WORK REQUIRED
Look below for the lines from the one with "let mut script = vec![SOCKS5_VERSION, SOCKS5_USER_PASS];" to the one with "let err = socks4_connect(&mut", and copy exactly those lines, both ends included.

Collected data:
== Segment start ==

//! Error types for the core library.

use thiserror::Error;

use crate::draft::{DraftId, UserId};

/// Errors that can occur in core operations.
#[derive(Debug, Error)]
pub enum Error {
    /// Database operation failed.
    #[error("Database error: {0}")]
    Database(#[from] sqlx::Error),

    /// Serialization/deserialization error.
    #[error("Serialization error: {0}")]
    Serde(#[from] serde_json::Error),

    /// The draft is not tracked for this user.
    #[error("Draft {draft_id} not found for user {user_id}")]
    DraftNotFound {
        /// Owner of the draft.
        user_id: UserId,
        /// Identifier of the missing draft.
        draft_id: DraftId,
    },

    /// A stored row holds a value this version does not understand.
    #[error("Decode error: {0}")]
    Decode(String),
}

/// Result type alias using our Error type.
pub type Result<T> = std::result::Result<T, Error>;
//! Persistent watcher settings.

use std::path::{Path, PathBuf};
use std::time::Duration;

use anyhow::{Context, Result};
use serde::{Deserialize, Serialize};

/// Settings read from `settings.json` in the config directory.
#[derive(Debug, Clone, PartialEq, Eq, Serialize, Deserialize)]
#[serde(default)]
pub struct Settings {
    /// User whose drafts are watched.
    pub user_id: Option<String>,
    /// Draft state database (defaults to the data directory).
    pub database_path: Option<PathBuf>,
    /// Show a desktop notification for each sending outcome.
    pub desktop_notifications: bool,
    /// Milliseconds between checks for writes made by other processes.
    pub poll_interval_ms: u64,
}

impl Default for Settings {
    fn default() -> Self {
        Self {
            user_id: None,
            database_path: None,
            desktop_notifications: true,
            poll_interval_ms: 1000,
        }
    }
}

impl Settings {
    /// Database path, falling back to `<data_dir>/outbox/outbox.db`.
    pub fn database_path(&self) -> PathBuf {
        self.database_path.clone().unwrap_or_else(|| {
            dirs::data_dir()
                .unwrap_or_else(|| PathBuf::from("."))
                .join("outbox")
                .join("outbox.db")
        })
    }

    /// Interval between database polls, at least 10ms.
    pub fn poll_interval(&self) -> Duration {
        Duration::from_millis(self.poll_interval_ms.max(10))
    }
}

/// Location of the settings file.
pub fn path() -> PathBuf {
    dirs::config_dir()
        .unwrap_or_else(|| PathBuf::from("."))
        .join("outbox")
        .join("settings.json")
}

/// Load settings from the default location.
pub async fn load() -> Result<Settings> {
    load_from(&path()).await
}

/// Load settings from `settings_path`, using defaults if it does not exist.
pub async fn load_from(settings_path: &Path) -> Result<Settings> {
    if !settings_path.exists() {
        return Ok(Settings::default());
    }

    let contents = tokio::fs::read_to_string(settings_path)
        .await
        .with_context(|| format!("reading {}", settings_path.display()))?;

    let settings = serde_json::from_str(&contents)
        .with_context(|| format!("parsing {}", settings_path.display()))?;

    tracing::debug!("Settings loaded from {:?}", settings_path);
    Ok(settings)
}
//! Client-side proxy handshakes: SOCKS4/4a, SOCKS5, and HTTP CONNECT.
//!
//! The handshakes run over any `Read + Write` stream so they can be tested
//! against scripted buffers; `connect_via_proxy` glues them to a real TCP
//! connection.

use std::io::{Read, Write};
use std::net::{IpAddr, TcpStream, ToSocketAddrs};
use std::time::Duration;

use base64::engine::general_purpose::STANDARD;
use base64::Engine as _;
use tracing::debug;

use crate::config::{ProxyConfig, ProxyType};
use crate::errors::{ClientError, Result};

const SOCKS5_VERSION: u8 = 0x05;
const SOCKS5_NO_AUTH: u8 = 0x00;
const SOCKS5_USER_PASS: u8 = 0x02;
const SOCKS5_NO_ACCEPTABLE: u8 = 0xFF;
const SOCKS5_CMD_CONNECT: u8 = 0x01;
const SOCKS5_ATYP_IPV4: u8 = 0x01;
const SOCKS5_ATYP_DOMAIN: u8 = 0x03;
const SOCKS5_ATYP_IPV6: u8 = 0x04;
const SOCKS5_REP_SUCCESS: u8 = 0x00;

const SOCKS4_VERSION: u8 = 0x04;
const SOCKS4_CMD_CONNECT: u8 = 0x01;
const SOCKS4_REP_GRANTED: u8 = 0x5A;

/// Open a TCP connection to `dest_host:dest_port` through the configured
/// proxy and complete the proxy handshake on it.
pub(crate) fn connect_via_proxy(
    proxy: &ProxyConfig,
    dest_host: &str,
    dest_port: u16,
    timeout: Option<Duration>,
) -> Result<TcpStream> {
    let mut stream = super::direct_connect(&proxy.host, proxy.port, timeout)?;
    debug!(
        proxy = %proxy.host,
        port = proxy.port,
        kind = ?proxy.proxy_type,
        dest = %dest_host,
        "Negotiating proxy connection"
    );
    match proxy.proxy_type {
        ProxyType::Socks5 => socks5_connect(
            &mut stream,
            dest_host,
            dest_port,
            proxy.username.as_deref(),
            proxy.password.as_deref(),
            proxy.remote_dns,
        )?,
        ProxyType::Socks4 => socks4_connect(
            &mut stream,
            dest_host,
            dest_port,
            proxy.username.as_deref().unwrap_or(""),
            proxy.remote_dns,
        )?,
        ProxyType::Http => http_connect(
            &mut stream,
            dest_host,
            dest_port,
            proxy.username.as_deref(),
            proxy.password.as_deref(),
        )?,
    }
    Ok(stream)
}

fn proto_err(message: impl Into<String>) -> ClientError {
    ClientError::Network(std::io::Error::new(
        std::io::ErrorKind::ConnectionRefused,
        message.into(),
    ))
}

/// SOCKS5 method selection, optional username/password subnegotiation, and
/// CONNECT request.
pub(crate) fn socks5_connect(
    stream: &mut (impl Read + Write),
    dest_host: &str,
    dest_port: u16,
    username: Option<&str>,
    password: Option<&str>,
    remote_dns: bool,
) -> Result<()> {
    let have_creds = username.is_some() && password.is_some();
    let methods: &[u8] = if have_creds {
        &[SOCKS5_NO_AUTH, SOCKS5_USER_PASS]
    } else {
        &[SOCKS5_NO_AUTH]
    };
    let mut greeting = vec![SOCKS5_VERSION, methods.len() as u8];
    greeting.extend_from_slice(methods);
    stream.write_all(&greeting)?;

    let mut choice = [0u8; 2];
    stream.read_exact(&mut choice)?;
    if choice[0] != SOCKS5_VERSION {
        return Err(proto_err("proxy is not a SOCKS5 server"));
    }
    match choice[1] {
        SOCKS5_NO_AUTH => {}
        SOCKS5_USER_PASS if have_creds => {
            let user = username.unwrap_or("").as_bytes();
            let pass = password.unwrap_or("").as_bytes();
            let mut req = vec![0x01, user.len() as u8];
            req.extend_from_slice(user);
            req.push(pass.len() as u8);
            req.extend_from_slice(pass);
            stream.write_all(&req)?;
            let mut status = [0u8; 2];
            stream.read_exact(&mut status)?;
            if status[1] != 0x00 {
                return Err(proto_err("SOCKS5 proxy rejected the credentials"));
            }
        }
        SOCKS5_NO_ACCEPTABLE => {
            return Err(proto_err("SOCKS5 proxy accepted none of our auth methods"))
        }
        other => return Err(proto_err(format!("SOCKS5 proxy chose unknown method {other}"))),
    }

    let mut request = vec![SOCKS5_VERSION, SOCKS5_CMD_CONNECT, 0x00];
    request.extend_from_slice(&encode_socks5_addr(dest_host, dest_port, remote_dns)?);
    request.extend_from_slice(&dest_port.to_be_bytes());
    stream.write_all(&request)?;

    let mut head = [0u8; 4];
    stream.read_exact(&mut head)?;
    if head[1] != SOCKS5_REP_SUCCESS {
        return Err(proto_err(format!(
            "SOCKS5 CONNECT to {dest_host}:{dest_port} failed: {}",
            socks5_reply_message(head[1])
        )));
    }
    // Consume the bound address.
    let skip = match head[3] {
        SOCKS5_ATYP_IPV4 => 4,
        SOCKS5_ATYP_IPV6 => 16,
        SOCKS5_ATYP_DOMAIN => {
            let mut len = [0u8; 1];
            stream.read_exact(&mut len)?;
            len[0] as usize
        }
        other => return Err(proto_err(format!("SOCKS5 reply with unknown atyp {other}"))),
    };
    let mut rest = vec![0u8; skip + 2];
    stream.read_exact(&mut rest)?;
    Ok(())
}

/// Encode the destination as a SOCKS5 address block (without the port).
pub(crate) fn encode_socks5_addr(host: &str, port: u16, remote_dns: bool) -> Result<Vec<u8>> {
    if let Ok(v4) = host.parse::<std::net::Ipv4Addr>() {
        let mut out = vec![SOCKS5_ATYP_IPV4];
        out.extend_from_slice(&v4.octets());
        return Ok(out);
    }
    if let Ok(v6) = host.parse::<std::net::Ipv6Addr>() {
        let mut out = vec![SOCKS5_ATYP_IPV6];
        out.extend_from_slice(&v6.octets());
        return Ok(out);
    }
    if remote_dns {
        let bytes = host.as_bytes();
        if bytes.len() > 255 {
            return Err(ClientError::Config(format!(
                "host name too long for SOCKS5 domain address: {host}"
            )));
        }
        let mut out = vec![SOCKS5_ATYP_DOMAIN, bytes.len() as u8];
        out.extend_from_slice(bytes);
        return Ok(out);
    }
    // Resolve locally and send the first address.
    let addr = (host, port)
        .to_socket_addrs()?
        .next()
        .ok_or_else(|| proto_err(format!("no addresses resolved for {host}")))?;
    match addr.ip() {
        IpAddr::V4(v4) => {
            let mut out = vec![SOCKS5_ATYP_IPV4];
            out.extend_from_slice(&v4.octets());
            Ok(out)
        }
        IpAddr::V6(v6) => {
            let mut out = vec![SOCKS5_ATYP_IPV6];
            out.extend_from_slice(&v6.octets());
            Ok(out)
        }
    }
}

pub(crate) fn socks5_reply_message(code: u8) -> &'static str {
    match code {
        0x01 => "general failure",
        0x02 => "connection not allowed by ruleset",
        0x03 => "network unreachable",
        0x04 => "host unreachable",
        0x05 => "connection refused",
        0x06 => "TTL expired",
        0x07 => "command not supported",
        0x08 => "address type not supported",
        _ => "unknown failure",
    }
}

/// SOCKS4 CONNECT, switching to 4a (proxy-side resolution) when the
/// destination is a host name and remote DNS is requested.
pub(crate) fn socks4_connect(
    stream: &mut (impl Read + Write),
    dest_host: &str,
    dest_port: u16,
    userid: &str,
    remote_dns: bool,
) -> Result<()> {
    let mut request = vec![SOCKS4_VERSION, SOCKS4_CMD_CONNECT];
    request.extend_from_slice(&dest_port.to_be_bytes());

    let hostname_suffix = if let Ok(v4) = dest_host.parse::<std::net::Ipv4Addr>() {
        request.extend_from_slice(&v4.octets());
        None
    } else if remote_dns {
        // SOCKS4a: invalid destination 0.0.0.x plus the host name.
        request.extend_from_slice(&[0, 0, 0, 1]);
        Some(dest_host)
    } else {
        let v4 = (dest_host, dest_port)
            .to_socket_addrs()?
            .find_map(|addr| match addr.ip() {
                IpAddr::V4(v4) => Some(v4),
                IpAddr::V6(_) => None,
            })
            .ok_or_else(|| proto_err(format!("no IPv4 address resolved for {dest_host}")))?;
        request.extend_from_slice(&v4.octets());
        None
    };
    request.extend_from_slice(userid.as_bytes());
    request.push(0x00);
    if let Some(host) = hostname_suffix {
        request.extend_from_slice(host.as_bytes());
        request.push(0x00);
    }
    stream.write_all(&request)?;

    let mut reply = [0u8; 8];
    stream.read_exact(&mut reply)?;
    if reply[1] != SOCKS4_REP_GRANTED {
        return Err(proto_err(format!(
            "SOCKS4 CONNECT to {dest_host}:{dest_port} rejected (code {:#04x})",
            reply[1]
        )));
    }
    Ok(())
}

/// HTTP CONNECT with optional Basic proxy authorization.
pub(crate) fn http_connect(
    stream: &mut (impl Read + Write),
    dest_host: &str,
    dest_port: u16,
    username: Option<&str>,
    password: Option<&str>,
) -> Result<()> {
    let mut request = format!(
        "CONNECT {dest_host}:{dest_port} HTTP/1.1\r\nHost: {dest_host}:{dest_port}\r\n"
    );
    if let (Some(user), Some(pass)) = (username, password) {
        let token = STANDARD.encode(format!("{user}:{pass}"));
        request.push_str(&format!("Proxy-Authorization: Basic {token}\r\n"));
    }
    request.push_str("\r\n");
    stream.write_all(request.as_bytes())?;

    let header = read_http_response_head(stream)?;
    let status_line = header.lines().next().unwrap_or("");
    let status = status_line
        .split_whitespace()
        .nth(1)
        .and_then(|s| s.parse::<u16>().ok())
        .ok_or_else(|| proto_err(format!("malformed proxy response: {status_line}")))?;
    if status != 200 {
        return Err(proto_err(format!(
            "HTTP proxy refused CONNECT to {dest_host}:{dest_port}: {status_line}"
        )));
    }
    Ok(())
}

/// Read up to the blank line ending the response header.
fn read_http_response_head(stream: &mut impl Read) -> Result<String> {
    const MAX_HEADER: usize = 16 * 1024;
    let mut head = Vec::new();
    let mut byte = [0u8; 1];
    while !head.ends_with(b"\r\n\r\n") {
        if head.len() >= MAX_HEADER {
            return Err(proto_err("oversized proxy response header"));
        }
        stream.read_exact(&mut byte)?;
        head.push(byte[0]);
    }
    Ok(String::from_utf8_lossy(&head).into_owned())
}

#[cfg(test)]
mod tests {
    use super::*;
    use std::io::Cursor;

    /// Read/Write double: reads come from the script, writes accumulate.
    struct ScriptedStream {
        input: Cursor<Vec<u8>>,
        written: Vec<u8>,
    }

    impl ScriptedStream {
        fn new(script: Vec<u8>) -> Self {
            Self {
                input: Cursor::new(script),
                written: Vec::new(),
            }
        }
    }

    impl Read for ScriptedStream {
        fn read(&mut self, buf: &mut [u8]) -> std::io::Result<usize> {
            self.input.read(buf)
        }
    }

    impl Write for ScriptedStream {
        fn write(&mut self, buf: &[u8]) -> std::io::Result<usize> {
            self.written.extend_from_slice(buf);
            Ok(buf.len())
        }
        fn flush(&mut self) -> std::io::Result<()> {
            Ok(())
        }
    }

    #[test]
    fn socks5_no_auth_connect_round_trip() {
        let mut script = vec![SOCKS5_VERSION, SOCKS5_NO_AUTH];
        // Reply: success, bound 0.0.0.0:0.
        script.extend_from_slice(&[SOCKS5_VERSION, 0x00, 0x00, SOCKS5_ATYP_IPV4, 0, 0, 0, 0, 0, 0]);
        let mut stream = ScriptedStream::new(script);

        socks5_connect(&mut stream, "10.0.0.9", 22, None, None, true).unwrap();

        // Greeting offered exactly no-auth.
        assert_eq!(&stream.written[..3], &[SOCKS5_VERSION, 1, SOCKS5_NO_AUTH]);
        // Request used the IPv4 atyp with the literal address.
        assert_eq!(
            &stream.written[3..],
            &[
                SOCKS5_VERSION,
                SOCKS5_CMD_CONNECT,
                0x00,
                SOCKS5_ATYP_IPV4,
                10,
                0,
                0,
                9,
                0,
                22
            ]
        );
    }

    #[test]
    fn socks5_domain_address_when_remote_dns() {
        let addr = encode_socks5_addr("db.internal", 5432, true).unwrap();
        assert_eq!(addr[0], SOCKS5_ATYP_DOMAIN);
        assert_eq!(addr[1] as usize, "db.internal".len());
        assert_eq!(&addr[2..], b"db.internal");
    }

    #[test]
    fn socks5_ipv6_literal_address() {
        let addr = encode_socks5_addr("::1", 22, false).unwrap();
        assert_eq!(addr[0], SOCKS5_ATYP_IPV6);
        assert_eq!(addr.len(), 17);
        assert_eq!(addr[16], 1);
    }

    #[test]
    fn socks5_failure_reply_carries_the_reason() {
        let mut script = vec![SOCKS5_VERSION, SOCKS5_NO_AUTH];
        script.extend_from_slice(&[SOCKS5_VERSION, 0x05, 0x00, SOCKS5_ATYP_IPV4, 0, 0, 0, 0, 0, 0]);
        let mut stream = ScriptedStream::new(script);

        let err = socks5_connect(&mut stream, "10.0.0.9", 22, None, None, true).unwrap_err();
        assert!(err.to_string().contains("connection refused"));
    }

    #[test]
    fn socks5_username_password_subnegotiation() {
        let mut script = vec![SOCKS5_VERSION, SOCKS5_USER_PASS];
        script.extend_from_slice(&[0x01, 0x00]); // auth ok
        script.extend_from_slice(&[SOCKS5_VERSION, 0x00, 0x00, SOCKS5_ATYP_IPV4, 0, 0, 0, 0, 0, 0]);
        let mut stream = ScriptedStream::new(script);

        socks5_connect(&mut stream, "10.0.0.9", 22, Some("u"), Some("p"), true).unwrap();

        // Greeting offered both methods, then RFC 1929 subnegotiation.
        assert_eq!(
            &stream.written[..4],
            &[SOCKS5_VERSION, 2, SOCKS5_NO_AUTH, SOCKS5_USER_PASS]
        );
        assert_eq!(&stream.written[4..10], &[0x01, 1, b'u', 1, b'p', SOCKS5_VERSION]);
    }

    #[test]
    fn socks4a_appends_hostname() {
        let mut stream = ScriptedStream::new(vec![0x00, SOCKS4_REP_GRANTED, 0, 0, 0, 0, 0, 0]);
        socks4_connect(&mut stream, "db.internal", 22, "user", true).unwrap();
        let w = &stream.written;
        assert_eq!(w[0], SOCKS4_VERSION);
        assert_eq!(&w[4..8], &[0, 0, 0, 1]);
        assert!(w.ends_with(b"db.internal\0"));
    }

    #[test]
    fn socks4_rejection_is_an_error() {
        let mut stream = ScriptedStream::new(vec![0x00, 0x5B, 0, 0, 0, 0, 0, 0]);
        let err = socks4_connect(&mut stream, "10.0.0.9", 22, "", true).unwrap_err();
        assert!(matches!(err, ClientError::Network(_)));
    }

    #[test]
    fn http_connect_sends_request_and_accepts_200() {
        let mut stream =
            ScriptedStream::new(b"HTTP/1.1 200 Connection established\r\n\r\n".to_vec());
        http_connect(&mut stream, "db.internal", 22, None, None).unwrap();
        let sent = String::from_utf8(stream.written.clone()).unwrap();
        assert!(sent.starts_with("CONNECT db.internal:22 HTTP/1.1\r\n"));
        assert!(sent.contains("Host: db.internal:22\r\n"));
        assert!(!sent.contains("Proxy-Authorization"));
    }

    #[test]
    fn http_connect_includes_basic_auth() {
        let mut stream = ScriptedStream::new(b"HTTP/1.1 200 OK\r\n\r\n".to_vec());
        http_connect(&mut stream, "h", 22, Some("user"), Some("pass")).unwrap();
        let sent = String::from_utf8(stream.written.clone()).unwrap();
        assert!(sent.contains(&format!(
            "Proxy-Authorization: Basic {}\r\n",
            STANDARD.encode("user:pass")
        )));
    }

    #[test]
    fn http_407_is_an_error() {
        let mut stream = ScriptedStream::new(
            b"HTTP/1.1 407 Proxy Authentication Required\r\nProxy-Authenticate: Basic\r\n\r\n"
                .to_vec(),
        );
        let err = http_connect(&mut stream, "h", 22, None, None).unwrap_err();
        assert!(err.to_string().contains("407"));
    }
}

== Segment end ==

ANSWER TO THIS PROBLEM
        let mut script = vec![SOCKS5_VERSION, SOCKS5_USER_PASS];
        script.extend_from_slice(&[0x01, 0x00]); // auth ok
        script.extend_from_slice(&[SOCKS5_VERSION, 0x00, 0x00, SOCKS5_ATYP_IPV4, 0, 0, 0, 0, 0, 0]);
        let mut stream = ScriptedStream::new(script);

        socks5_connect(&mut stream, "10.0.0.9", 22, Some("u"), Some("p"), true).unwrap();

        // Greeting offered both methods, then RFC 1929 subnegotiation.
        assert_eq!(
            &stream.written[..4],
            &[SOCKS5_VERSION, 2, SOCKS5_NO_AUTH, SOCKS5_USER_PASS]
        );
        assert_eq!(&stream.written[4..10], &[0x01, 1, b'u', 1, b'p', SOCKS5_VERSION]);
    }

    #[test]
    fn socks4a_appends_hostname() {
        let mut stream = ScriptedStream::new(vec![0x00, SOCKS4_REP_GRANTED, 0, 0, 0, 0, 0, 0]);
        socks4_connect(&mut stream, "db.internal", 22, "user", true).unwrap();
        let w = &stream.written;
        assert_eq!(w[0], SOCKS4_VERSION);
        assert_eq!(&w[4..8], &[0, 0, 0, 1]);
        assert!(w.ends_with(b"db.internal\0"));
    }

    #[test]
    fn socks4_rejection_is_an_error() {
        let mut stream = ScriptedStream::new(vec![0x00, 0x5B, 0, 0, 0, 0, 0, 0]);
        let err = socks4_connect(&mut stream, "10.0.0.9", 22, "", true).unwrap_err();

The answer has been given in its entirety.